PROBLEM STATEMENT: Needed from the entries below: every line that holds the word "services".

=====

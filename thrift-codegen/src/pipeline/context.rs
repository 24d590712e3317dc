//! Compilation context passed through pipeline phases.

use thriftgen_ast::Program;

use super::diagnostic::{Diagnostic, Severity};

/// Context passed through all pipeline phases.
///
/// Owns the program being compiled and the diagnostics collected so far.
#[derive(Debug)]
pub struct CompilationContext {
    pub program: Program,
    pub diagnostics: Vec<Diagnostic>,
}

impl CompilationContext {
    pub fn new(program: Program) -> Self {
        Self {
            program,
            diagnostics: Vec::new(),
        }
    }

    pub fn has_errors(&self) -> bool {
        self.diagnostics.iter().any(|d| d.severity.is_error())
    }

    pub fn has_warnings(&self) -> bool {
        self.diagnostics.iter().any(|d| d.severity.is_warning())
    }

    pub fn error_count(&self) -> usize {
        self.errors().count()
    }

    pub fn warning_count(&self) -> usize {
        self.warnings().count()
    }

    pub fn add_diagnostic(&mut self, diagnostic: Diagnostic) {
        self.diagnostics.push(diagnostic);
    }

    pub fn errors(&self) -> impl Iterator<Item = &Diagnostic> {
        self.diagnostics
            .iter()
            .filter(|d| matches!(d.severity, Severity::Error))
    }

    pub fn warnings(&self) -> impl Iterator<Item = &Diagnostic> {
        self.diagnostics
            .iter()
            .filter(|d| matches!(d.severity, Severity::Warning))
    }

    /// Consume the context, returning the program.
    pub fn into_program(self) -> Program {
        self.program
    }
}

#[cfg(test)]
mod tests {
    use super::*;

    #[test]
    fn test_context_diagnostics() {
        let mut ctx = CompilationContext::new(Program::new("tutorial"));

        ctx.add_diagnostic(Diagnostic::error("test", "test error"));
        ctx.add_diagnostic(Diagnostic::warning("test", "test warning"));
        ctx.add_diagnostic(Diagnostic::info("test", "just info"));

        assert!(ctx.has_errors());
        assert!(ctx.has_warnings());
        assert_eq!(ctx.error_count(), 1);
        assert_eq!(ctx.warning_count(), 1);
        assert_eq!(ctx.into_program().name, "tutorial");
    }
}
//! Check command report data structures.

use std::path::PathBuf;

use thriftgen_ast::Program;

use super::output::{Output, Report};

/// Report data from document validation.
#[derive(Debug)]
pub struct CheckReport {
    /// Path to the checked document.
    pub input: PathBuf,
    /// Error messages.
    pub errors: Vec<String>,
    /// Warning messages.
    pub warnings: Vec<String>,
    /// Info messages.
    pub infos: Vec<String>,
    /// Declaration counts of the root program.
    pub stats: ProgramStats,
}

/// Declaration counts of one program.
#[derive(Debug, Clone, Default, PartialEq, Eq)]
pub struct ProgramStats {
    pub name: String,
    pub includes: Vec<String>,
    pub typedefs: usize,
    pub enums: usize,
    pub consts: usize,
    pub structs: usize,
    pub services: usize,
    pub functions: usize,
}

impl ProgramStats {
    pub fn of(program: &Program) -> Self {
        Self {
            name: program.name.clone(),
            includes: program.includes.iter().map(|p| p.name.clone()).collect(),
            typedefs: program.typedefs.len(),
            enums: program.enums.len(),
            consts: program.consts.len(),
            structs: program.structs.len(),
            services: program.services.len(),
            functions: program.services.iter().map(|s| s.functions.len()).sum(),
        }
    }
}

impl CheckReport {
    /// Whether the check passed (no errors).
    pub fn is_valid(&self) -> bool {
        self.errors.is_empty()
    }
}

impl Report for CheckReport {
    fn render(&self, out: &mut dyn Output) {
        for error in &self.errors {
            out.error(error);
        }

        for warning in &self.warnings {
            out.warning(warning);
        }

        for info in &self.infos {
            out.preformatted(&format!("info: {}", info));
        }

        if !self.warnings.is_empty() || !self.errors.is_empty() {
            out.newline();
        }

        if !self.is_valid() {
            let count = self.errors.len();
            out.preformatted(&format!(
                "✗ {} has {} error{}",
                self.input.display(),
                count,
                if count == 1 { "" } else { "s" }
            ));
            return;
        }

        out.preformatted(&format!("✓ {} is valid", self.input.display()));
        out.newline();

        let stats = &self.stats;
        out.key_value("Program", &stats.name);
        if !stats.includes.is_empty() {
            out.key_value("Includes", &stats.includes.join(", "));
        }
        out.section("Declarations");
        for (label, count) in [
            ("typedefs", stats.typedefs),
            ("enums", stats.enums),
            ("constants", stats.consts),
            ("structs", stats.structs),
            ("services", stats.services),
            ("functions", stats.functions),
        ] {
            if count > 0 {
                out.list_item(&format!("{} {}", count, label));
            }
        }
    }
}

=====

ANSWER AREA:
    pub services: usize,
            services: program.services.len(),
            functions: program.services.iter().map(|s| s.functions.len()).sum(),
            ("services", stats.services),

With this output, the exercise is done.